▶ **INPUT DATA**:

//! Per-endpoint pipelines.
//!
//! Each public function here is one composed chain over
//! [`Outcome`](crate::control::Outcome): it takes the raw request (and token,
//! for authenticated endpoints), runs every stage in order, and returns
//! either the value the boundary renders or a [`PipelineError`] whose message
//! is shown verbatim. Choosing a transport status from
//! [`PipelineError::kind`] is left to the caller.
//!
//! | Pipeline | Chain |
//! |---|---|
//! | [`register`] | parse, validate, ensure absent, hash, insert |
//! | [`login`] | parse, validate, lookup, verify, sign |
//! | [`authenticate`] | decode, lookup |
//! | [`submit_financial`] | authenticate, parse, validate, upsert, summarize |
//! | [`fetch_financial`] | authenticate, lookup |
//! | [`submit_personal`] | authenticate, parse, validate, stamp, insert |
//! | [`list_personal`] | authenticate, list |
//! | [`list_all_personal`] | list, enrich |

mod account;
mod context;
mod error;
mod financial;
mod personal;

pub use account::{Registration, Session, authenticate, login, register};
pub use context::{DEFAULT_TOKEN_TTL_HOURS, PipelineContext};
pub use error::{FailureKind, PipelineError};
pub use financial::{
    FinancialSchema, FinancialSubmission, FinancialSummary, fetch_financial, submit_financial,
};
pub use personal::{
    DirectoryEntry, UNAVAILABLE_EMAIL, list_all_personal, list_personal, submit_personal,
};

use crate::control::Outcome;
use crate::repository::RepositoryError;

/// Lifts a repository call into a pipeline stage, logging failures.
fn stored<T>(result: Result<T, RepositoryError>) -> Outcome<T, PipelineError> {
    match result {
        Ok(value) => Outcome::success(value),
        Err(error) => {
            tracing::error!(%error, "repository call failed");
            Outcome::failure(error.into())
        }
    }
}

▶ **WORK ORDER**:
Within the entries above, find the string "control" and return each line that holds it.

▶ **TASK RESULT**:
//! [`Outcome`](crate::control::Outcome): it takes the raw request (and token,
use crate::control::Outcome;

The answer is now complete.